Published: 15/07/2004, Volume II4, No. 5914 Page 5
Demand for accident and emergency services has soared across some parts of England, an HSJ investigation has found.
Provisional figures for the first quarter of this financial year show that A&E attendances are up by 10-20 per cent across some strategic health authority areas, with North East London, Cheshire and Merseyside, Thames Valley and Leicestershire the hardest hit.
HSJ asked all 28 SHAs to produce comparative A&E attendance figures for April-June 2003 and 2004.
Figures from the 17 respondents reveal that attendances have typically risen by around 6 per cent - discounting minor injuries units and specialist eye and dental units.
The increase on emergency activity appears to be a continuing trend. HSJ reported a big rise in ambulance calls at the end of last year (news, pages 6-7, 11 December). Many SHAs were unable to provide figures for the most recent quarter because they had not been approved by the Department of Health, but of the provisional figures, North East London saw the sharpest rise - up 19 per cent - with Cheshire and Merseyside and Leicestershire, Northamptonshire and Rutland SHAs in joint second place, with a 17 per cent increase in A&E attendances.
In fourth and fifth place were Thames Valley, up 10 per cent, and Birmingham and the Black Country, up 9 per cent.
SHAs are at a loss to explain why demand is rising so quickly.
Several, including South East London, Birmingham and the Black Country, and Northumberland, Tyne and Wear, are conducting reviews to find causes.
There is no suggestion that the rises are affecting trusts' performance, with most achieving 90 per cent four-hour wait targets.
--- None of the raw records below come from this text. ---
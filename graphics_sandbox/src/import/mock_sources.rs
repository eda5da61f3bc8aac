//! In-memory scene source and image decoder (no files required)

use std::path::{Path, PathBuf};
use std::sync::Mutex;
use rustc_hash::FxHashMap;
use crate::error::{Error, Result};
use crate::import::{DecodedImage, ImageDecoder, SceneSource, SourceScene};

// ============================================================================
// Mock SceneSource
// ============================================================================

/// Scene source serving pre-built scenes by path
#[derive(Default)]
pub struct MockSceneSource {
    scenes: FxHashMap<PathBuf, SourceScene>,
    requested: Mutex<Vec<PathBuf>>,
}

impl MockSceneSource {
    pub fn new() -> Self {
        Self::default()
    }

    /// Register a scene returned for `path`
    pub fn with_scene(mut self, path: impl Into<PathBuf>, scene: SourceScene) -> Self {
        self.scenes.insert(path.into(), scene);
        self
    }

    /// Paths passed to `parse`, in call order
    pub fn requested(&self) -> Vec<PathBuf> {
        self.requested.lock().map(|r| r.clone()).unwrap_or_default()
    }
}

impl SceneSource for MockSceneSource {
    fn parse(&self, path: &Path) -> Result<SourceScene> {
        if let Ok(mut requested) = self.requested.lock() {
            requested.push(path.to_path_buf());
        }
        self.scenes
            .get(path)
            .cloned()
            .ok_or_else(|| Error::SceneParseFailure(format!("{}: no such scene", path.display())))
    }
}

// ============================================================================
// Mock ImageDecoder
// ============================================================================

/// Image decoder serving pre-built images by path; unknown paths fail to decode
#[derive(Default)]
pub struct MockImageDecoder {
    images: FxHashMap<PathBuf, DecodedImage>,
    decoded: Mutex<Vec<PathBuf>>,
}

impl MockImageDecoder {
    pub fn new() -> Self {
        Self::default()
    }

    /// Register an image returned for `path`
    pub fn with_image(mut self, path: impl Into<PathBuf>, image: DecodedImage) -> Self {
        self.images.insert(path.into(), image);
        self
    }

    /// Register a 1x1 opaque image of the given colour
    pub fn with_solid(self, path: impl Into<PathBuf>, rgba: [u8; 4]) -> Self {
        self.with_image(path, DecodedImage { width: 1, height: 1, pixels: rgba.to_vec() })
    }

    /// Paths passed to `decode`, in call order (failures included)
    pub fn decoded_paths(&self) -> Vec<PathBuf> {
        self.decoded.lock().map(|d| d.clone()).unwrap_or_default()
    }

    /// Number of `decode` calls
    pub fn decode_count(&self) -> usize {
        self.decoded_paths().len()
    }
}

impl ImageDecoder for MockImageDecoder {
    fn decode(&self, path: &Path) -> Result<DecodedImage> {
        if let Ok(mut decoded) = self.decoded.lock() {
            decoded.push(path.to_path_buf());
        }
        self.images
            .get(path)
            .cloned()
            .ok_or_else(|| Error::TextureDecodeFailure(format!("{}: cannot decode", path.display())))
    }
}
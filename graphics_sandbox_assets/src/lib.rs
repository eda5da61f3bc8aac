/*!
# Graphics Sandbox - Asset Formats

File-format implementations of the graphics sandbox importer traits:

- `GltfSceneSource`: glTF 2.0 scenes (`.gltf` + buffers, or `.glb`) as a `SceneSource`
- `ImageFileDecoder`: PNG/JPEG/TGA/BMP images as an `ImageDecoder`
*/

mod gltf_source;
mod image_decoder;

pub use gltf_source::GltfSceneSource;
pub use image_decoder::ImageFileDecoder;
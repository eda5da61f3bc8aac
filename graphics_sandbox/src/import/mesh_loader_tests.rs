//! Tests for the MeshLoader
//!
//! End-to-end import on mock sources and a MockGraphicsDevice.

use super::*;
use crate::error::Error;
use crate::graphics_device::mock_graphics_device::{MockDeviceLog, MockGraphicsDevice};
use crate::import::mock_sources::{MockImageDecoder, MockSceneSource};
use crate::import::{Face, SourceMaterial, SourceMesh, SourceNode, SourceScene, TextureChannel};
use glam::{Mat4, Vec3};
use std::path::PathBuf;

// ============================================================================
// Helper Functions
// ============================================================================

fn triangle(material_index: usize) -> SourceMesh {
    SourceMesh {
        name: "tri".to_string(),
        positions: vec![Vec3::ZERO, Vec3::X, Vec3::Y],
        faces: vec![Face::triangle(0, 1, 2)],
        material_index,
        ..Default::default()
    }
}

/// root -> [left(tri, material 0), right(tri, material 1)]
fn two_material_scene() -> SourceScene {
    SourceScene {
        root: SourceNode::new("root")
            .with_child(SourceNode::new("left").with_mesh(0))
            .with_child(
                SourceNode::new("right")
                    .with_transform(Mat4::from_translation(Vec3::X))
                    .with_mesh(1),
            ),
        meshes: vec![triangle(0), triangle(1)],
        materials: vec![
            SourceMaterial::new("stone")
                .with_texture(TextureChannel::Diffuse, "textures/stone.png")
                .with_texture(TextureChannel::Normals, "textures/stone_n.png"),
            SourceMaterial::new("plain"),
        ],
    }
}

fn loader(source: MockSceneSource, decoder: MockImageDecoder, device: MockGraphicsDevice) -> (MeshLoader, MockDeviceLog) {
    let (device, log) = device.into_shared();
    let loader = MeshLoader::new(device, Arc::new(source), Arc::new(decoder), ImportConfig::default());
    (loader, log)
}

fn decoder() -> MockImageDecoder {
    MockImageDecoder::new()
        .with_solid("assets/scene/textures/stone.png", [128, 128, 128, 255])
        .with_solid("assets/scene/textures/stone_n.png", [128, 128, 255, 255])
}

// ============================================================================
// Tests
// ============================================================================

#[test]
fn test_load_scene() {
    let source = MockSceneSource::new().with_scene("assets/scene/scene.gltf", two_material_scene());
    let (loader, log) = loader(source, decoder(), MockGraphicsDevice::new());

    let mesh = loader.load(Path::new("assets/scene/scene.gltf")).unwrap();

    assert_eq!(mesh.name(), "scene");
    assert_eq!(mesh.submeshes().len(), 2);
    assert_eq!(mesh.materials().len(), 2);
    assert_eq!(mesh.index_count(), 6);
    assert_eq!(mesh.vertex_count(), 6);
    assert_eq!(mesh.submeshes()[1].transform, Mat4::from_translation(Vec3::X));
    assert_eq!(mesh.submeshes()[1].material_index, 1);

    let stone = &mesh.materials()[0];
    assert!(stone.albedo().is_some());
    assert!(stone.normal_map().is_some());
    assert!(mesh.materials()[1].albedo().is_none());

    assert_eq!(log.textures().len(), 2);
    assert!(log.buffer("scene.vertices").is_some());
    assert!(log.buffer("scene.indices").is_some());
}

#[test]
fn test_textures_resolved_relative_to_scene_directory() {
    let source = MockSceneSource::new().with_scene("assets/scene/scene.gltf", two_material_scene());
    let decoder = Arc::new(decoder());
    let (device, _log) = MockGraphicsDevice::new().into_shared();
    let loader = MeshLoader::new(device, Arc::new(source), decoder.clone(), ImportConfig::default());

    loader.load(Path::new("assets/scene/scene.gltf")).unwrap();

    assert_eq!(
        decoder.decoded_paths(),
        vec![
            PathBuf::from("assets/scene/textures/stone.png"),
            PathBuf::from("assets/scene/textures/stone_n.png"),
        ]
    );
}

#[test]
fn test_parse_failure() {
    let (loader, log) = loader(MockSceneSource::new(), decoder(), MockGraphicsDevice::new());

    let result = loader.load(Path::new("assets/missing.gltf"));

    assert!(matches!(result, Err(Error::SceneParseFailure(_))));
    assert!(log.buffers().is_empty());
}

#[test]
fn test_unsupported_topology_aborts_before_upload() {
    let mut scene = two_material_scene();
    scene.meshes[1].faces.push(Face { indices: vec![0, 1] });
    let source = MockSceneSource::new().with_scene("scene.gltf", scene);
    let (loader, log) = loader(source, decoder(), MockGraphicsDevice::new());

    let result = loader.load(Path::new("scene.gltf"));

    assert!(matches!(result, Err(Error::UnsupportedTopology { face: 1, vertex_count: 2, .. })));
    assert!(log.buffers().is_empty());
    assert!(log.textures().is_empty());
}

#[test]
fn test_gpu_failure_is_fatal() {
    let source = MockSceneSource::new().with_scene("assets/scene/scene.gltf", two_material_scene());
    let (loader, _log) = loader(source, decoder(), MockGraphicsDevice::new().with_failing_buffers());

    let result = loader.load(Path::new("assets/scene/scene.gltf"));
    assert!(matches!(result, Err(Error::GpuResourceCreationFailure(_))));
}

#[test]
fn test_failed_load_does_not_affect_loaded_mesh() {
    let source = MockSceneSource::new().with_scene("assets/scene/scene.gltf", two_material_scene());
    let (loader, _log) = loader(source, decoder(), MockGraphicsDevice::new());

    let first = loader.load(Path::new("assets/scene/scene.gltf")).unwrap();
    assert!(loader.load(Path::new("assets/other.gltf")).is_err());

    assert_eq!(first.submeshes().len(), 2);
    assert_eq!(first.materials().len(), 2);
}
North East London SHA director of performance David Welbourn said the increase in attendances in his SHA amounted to around 30 per cent compared with this time last year, if visits to walk-in centres were included.
He added it was difficult to find any hard evidence for the reasons behind the huge increase in demand across his patch, although he suggested that a massively improved service and significant improvements in A&E waiting times by his trusts could have contributed by 'flushing out unmet demand'.
Mr Welbourn dismissed suggestions that changes to the GP outof-hours contract had boosted demand for A&E services and said that the difference in contract arrangements made little real difference to patients.
Although South East London SHA could not produce figures for the first quarter of this year, in May it identified that A&E attendances across the patch had begun to increase significantly. The SHA is carrying out a review.
Leciestershire, Northamptonshire and Rutland SHA put the rises down to better data collection and more patients being referred by NHS Direct, their GP and other health professionals. Early results from the investigation at Northumberland, Tyne and Wear SHA suggest that increased attendances by children and the elderly are swelling attendance figures.
However, not every part of the country is experiencing such a surge in demand. Four SHA areas revealed year-on-year increases of less than 3 per cent.